>>>

//! Forecast models

use std::collections::BTreeMap;
use std::fmt;
use std::str::FromStr;

use chrono::{DateTime, Utc};
use serde::{Deserialize, Serialize};
use uuid::Uuid;

use super::{ForecastField, ModelError, StormAssessment};

/// Forecasting method; a closed set
#[derive(Debug, Clone, Copy, Serialize, Deserialize, PartialEq, Eq, PartialOrd, Ord, Hash)]
#[serde(rename_all = "snake_case")]
pub enum ForecastMethod {
    Physical,
    ReasoningBased,
    Ensemble,
}

impl ForecastMethod {
    /// Methods the blender combines
    pub const BLEND_INPUTS: [ForecastMethod; 2] =
        [ForecastMethod::Physical, ForecastMethod::ReasoningBased];

    pub fn as_str(&self) -> &'static str {
        match self {
            ForecastMethod::Physical => "physical",
            ForecastMethod::ReasoningBased => "reasoning_based",
            ForecastMethod::Ensemble => "ensemble",
        }
    }
}

impl fmt::Display for ForecastMethod {
    fn fmt(&self, f: &mut fmt::Formatter<'_>) -> fmt::Result {
        f.write_str(self.as_str())
    }
}

impl FromStr for ForecastMethod {
    type Err = ModelError;

    fn from_str(s: &str) -> Result<Self, Self::Err> {
        match s.trim().to_ascii_lowercase().as_str() {
            "physical" | "physics" => Ok(ForecastMethod::Physical),
            "reasoning_based" | "reasoning" | "ai" => Ok(ForecastMethod::ReasoningBased),
            "ensemble" => Ok(ForecastMethod::Ensemble),
            _ => Err(ModelError::UnknownMethod(s.to_string())),
        }
    }
}

/// Display bucket for a confidence score
#[derive(Debug, Clone, Copy, Serialize, Deserialize, PartialEq, Eq, PartialOrd, Ord)]
#[serde(rename_all = "snake_case")]
pub enum ConfidenceLevel {
    VeryLow,
    Low,
    Medium,
    High,
    VeryHigh,
}

impl ConfidenceLevel {
    pub fn from_score(score: f64) -> Self {
        if score < 0.3 {
            ConfidenceLevel::VeryLow
        } else if score < 0.5 {
            ConfidenceLevel::Low
        } else if score < 0.7 {
            ConfidenceLevel::Medium
        } else if score < 0.9 {
            ConfidenceLevel::High
        } else {
            ConfidenceLevel::VeryHigh
        }
    }
}

/// Predicted state at one target time, produced by one method
///
/// Points are immutable once issued; a newer point for the same target
/// supersedes an older one.
#[derive(Debug, Clone, Serialize, Deserialize, PartialEq)]
pub struct ForecastPoint {
    pub method: ForecastMethod,
    pub target: DateTime<Utc>,
    pub issued_at: DateTime<Utc>,
    pub temperature_c: Option<f64>,
    pub humidity_pct: Option<f64>,
    pub pressure_hpa: Option<f64>,
    pub wind_speed_ms: Option<f64>,
    pub precipitation_mm: Option<f64>,
    pub precipitation_probability_pct: Option<f64>,
    pub condition: Option<String>,
    /// Per-field confidence in [0, 1]; present exactly for the fields with values
    pub confidence: BTreeMap<ForecastField, f64>,
}

impl ForecastPoint {
    pub fn new(method: ForecastMethod, target: DateTime<Utc>, issued_at: DateTime<Utc>) -> Self {
        Self {
            method,
            target,
            issued_at,
            temperature_c: None,
            humidity_pct: None,
            pressure_hpa: None,
            wind_speed_ms: None,
            precipitation_mm: None,
            precipitation_probability_pct: None,
            condition: None,
            confidence: BTreeMap::new(),
        }
    }

    pub fn value(&self, field: ForecastField) -> Option<f64> {
        match field {
            ForecastField::Temperature => self.temperature_c,
            ForecastField::Humidity => self.humidity_pct,
            ForecastField::Pressure => self.pressure_hpa,
            ForecastField::WindSpeed => self.wind_speed_ms,
            ForecastField::Precipitation => self.precipitation_mm,
            ForecastField::PrecipitationProbability => self.precipitation_probability_pct,
        }
    }

    pub fn confidence(&self, field: ForecastField) -> Option<f64> {
        self.confidence.get(&field).copied()
    }

    /// Set a field value together with its confidence (clipped to [0, 1])
    pub fn set(&mut self, field: ForecastField, value: f64, confidence: f64) {
        let slot = self.slot(field);
        *slot = Some(value);
        self.confidence.insert(field, confidence.clamp(0.0, 1.0));
    }

    pub fn clear(&mut self, field: ForecastField) {
        *self.slot(field) = None;
        self.confidence.remove(&field);
    }

    pub fn fields(&self) -> impl Iterator<Item = ForecastField> + '_ {
        ForecastField::ALL
            .into_iter()
            .filter(move |f| self.value(*f).is_some())
    }

    /// Mean confidence over the fields present
    pub fn mean_confidence(&self) -> Option<f64> {
        if self.confidence.is_empty() {
            return None;
        }
        Some(self.confidence.values().sum::<f64>() / self.confidence.len() as f64)
    }

    pub fn confidence_level(&self) -> Option<ConfidenceLevel> {
        self.mean_confidence().map(ConfidenceLevel::from_score)
    }

    fn slot(&mut self, field: ForecastField) -> &mut Option<f64> {
        match field {
            ForecastField::Temperature => &mut self.temperature_c,
            ForecastField::Humidity => &mut self.humidity_pct,
            ForecastField::Pressure => &mut self.pressure_hpa,
            ForecastField::WindSpeed => &mut self.wind_speed_ms,
            ForecastField::Precipitation => &mut self.precipitation_mm,
            ForecastField::PrecipitationProbability => &mut self.precipitation_probability_pct,
        }
    }
}

/// Anything that can hand out a horizon of forecast points
pub trait ForecastProducer {
    fn method(&self) -> ForecastMethod;

    /// The first `horizon` points, ordered by target time
    fn produce(&self, horizon: usize) -> Vec<ForecastPoint>;
}

/// One method's forecast for the configured horizon
#[derive(Debug, Clone, Serialize, Deserialize, PartialEq)]
pub struct MethodForecast {
    pub method: ForecastMethod,
    pub issued_at: DateTime<Utc>,
    pub points: Vec<ForecastPoint>,
    /// Measurement sources the forecast was derived from
    pub sources: Vec<String>,
    #[serde(default, skip_serializing_if = "Option::is_none")]
    pub assessment: Option<StormAssessment>,
}

impl MethodForecast {
    /// Target time of the last point, if any
    pub fn valid_until(&self) -> Option<DateTime<Utc>> {
        self.points.iter().map(|p| p.target).max()
    }

    /// Drop points whose target is at or before `now`
    pub fn remaining_after(&self, now: DateTime<Utc>) -> MethodForecast {
        MethodForecast {
            points: self.points.iter().filter(|p| p.target > now).cloned().collect(),
            ..self.clone()
        }
    }
}

impl ForecastProducer for MethodForecast {
    fn method(&self) -> ForecastMethod {
        self.method
    }

    fn produce(&self, horizon: usize) -> Vec<ForecastPoint> {
        let mut points = self.points.clone();
        points.sort_by_key(|p| p.target);
        points.truncate(horizon);
        points
    }
}

/// Normalized weight of one method in a blended field
#[derive(Debug, Clone, Serialize, Deserialize, PartialEq)]
pub struct MethodWeight {
    pub method: ForecastMethod,
    pub weight: f64,
}

/// How one field at one target time was blended
#[derive(Debug, Clone, Serialize, Deserialize, PartialEq)]
pub struct FieldBlend {
    pub target: DateTime<Utc>,
    pub field: ForecastField,
    pub weights: Vec<MethodWeight>,
    /// False when a single method passed through unchanged
    pub blended: bool,
    /// Max - min of the contributing values
    pub spread: f64,
}

impl FieldBlend {
    pub fn weight_sum(&self) -> f64 {
        self.weights.iter().map(|w| w.weight).sum()
    }
}

/// Combined forecast from all available methods
#[derive(Debug, Clone, Serialize, Deserialize, PartialEq)]
pub struct EnsembleForecast {
    pub id: Uuid,
    pub generated_at: DateTime<Utc>,
    pub points: Vec<ForecastPoint>,
    /// Average normalized weight of each contributing method
    pub method_weights: BTreeMap<ForecastMethod, f64>,
    pub overall_confidence: f64,
    pub contributing_methods: Vec<ForecastMethod>,
    /// Blend inputs that produced nothing this cycle
    pub missing_methods: Vec<ForecastMethod>,
    pub sources: Vec<String>,
    pub field_blends: Vec<FieldBlend>,
    #[serde(default, skip_serializing_if = "Option::is_none")]
    pub assessment: Option<StormAssessment>,
}

impl EnsembleForecast {
    pub fn confidence_level(&self) -> ConfidenceLevel {
        ConfidenceLevel::from_score(self.overall_confidence)
    }

    pub fn blend_for(&self, target: DateTime<Utc>, field: ForecastField) -> Option<&FieldBlend> {
        self.field_blends
            .iter()
            .find(|b| b.target == target && b.field == field)
    }

    /// Blended points viewed as an issued method forecast
    pub fn as_method_forecast(&self) -> MethodForecast {
        MethodForecast {
            method: ForecastMethod::Ensemble,
            issued_at: self.generated_at,
            points: self.points.clone(),
            sources: self.sources.clone(),
            assessment: self.assessment.clone(),
        }
    }
}

impl ForecastProducer for EnsembleForecast {
    fn method(&self) -> ForecastMethod {
        ForecastMethod::Ensemble
    }

    fn produce(&self, horizon: usize) -> Vec<ForecastPoint> {
        self.points.iter().take(horizon).cloned().collect()
    }
}

#[cfg(test)]
mod tests {
    use super::*;
    use chrono::{Duration, TimeZone};

    #[test]
    fn test_confidence_levels() {
        assert_eq!(ConfidenceLevel::from_score(0.1), ConfidenceLevel::VeryLow);
        assert_eq!(ConfidenceLevel::from_score(0.3), ConfidenceLevel::Low);
        assert_eq!(ConfidenceLevel::from_score(0.69), ConfidenceLevel::Medium);
        assert_eq!(ConfidenceLevel::from_score(0.7), ConfidenceLevel::High);
        assert_eq!(ConfidenceLevel::from_score(0.95), ConfidenceLevel::VeryHigh);
    }

    #[test]
    fn test_point_set_clips_confidence() {
        let now = Utc.with_ymd_and_hms(2024, 7, 1, 12, 0, 0).unwrap();
        let mut point = ForecastPoint::new(ForecastMethod::Physical, now, now);
        point.set(ForecastField::Pressure, 1010.0, 1.7);
        point.set(ForecastField::Humidity, 70.0, -0.2);
        assert_eq!(point.confidence(ForecastField::Pressure), Some(1.0));
        assert_eq!(point.confidence(ForecastField::Humidity), Some(0.0));
        assert_eq!(point.fields().count(), 2);

        point.clear(ForecastField::Humidity);
        assert_eq!(point.humidity_pct, None);
        assert_eq!(point.confidence(ForecastField::Humidity), None);
    }

    #[test]
    fn test_method_forecast_produce_orders_and_truncates() {
        let now = Utc.with_ymd_and_hms(2024, 7, 1, 12, 0, 0).unwrap();
        let points = [3, 1, 2]
            .iter()
            .map(|h| ForecastPoint::new(ForecastMethod::Physical, now + Duration::hours(*h), now))
            .collect();
        let forecast = MethodForecast {
            method: ForecastMethod::Physical,
            issued_at: now,
            points,
            sources: vec![],
            assessment: None,
        };
        let produced = forecast.produce(2);
        assert_eq!(produced.len(), 2);
        assert_eq!(produced[0].target, now + Duration::hours(1));
        assert_eq!(forecast.valid_until(), Some(now + Duration::hours(3)));
        assert_eq!(forecast.remaining_after(now + Duration::hours(2)).points.len(), 1);
    }

    #[test]
    fn test_method_parsing() {
        assert_eq!("physics".parse::<ForecastMethod>(), Ok(ForecastMethod::Physical));
        assert_eq!("AI".parse::<ForecastMethod>(), Ok(ForecastMethod::ReasoningBased));
        assert!("statistical".parse::<ForecastMethod>().is_err());
    }
}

<<<

Once you reach the line with "pub fn as_str(&self)" in the data above, copy it and every line after it exactly, up to and including the line with "impl fmt::Display for".

    pub fn as_str(&self) -> &'static str {
        match self {
            ForecastMethod::Physical => "physical",
            ForecastMethod::ReasoningBased => "reasoning_based",
            ForecastMethod::Ensemble => "ensemble",
        }
    }
}

impl fmt::Display for ForecastMethod {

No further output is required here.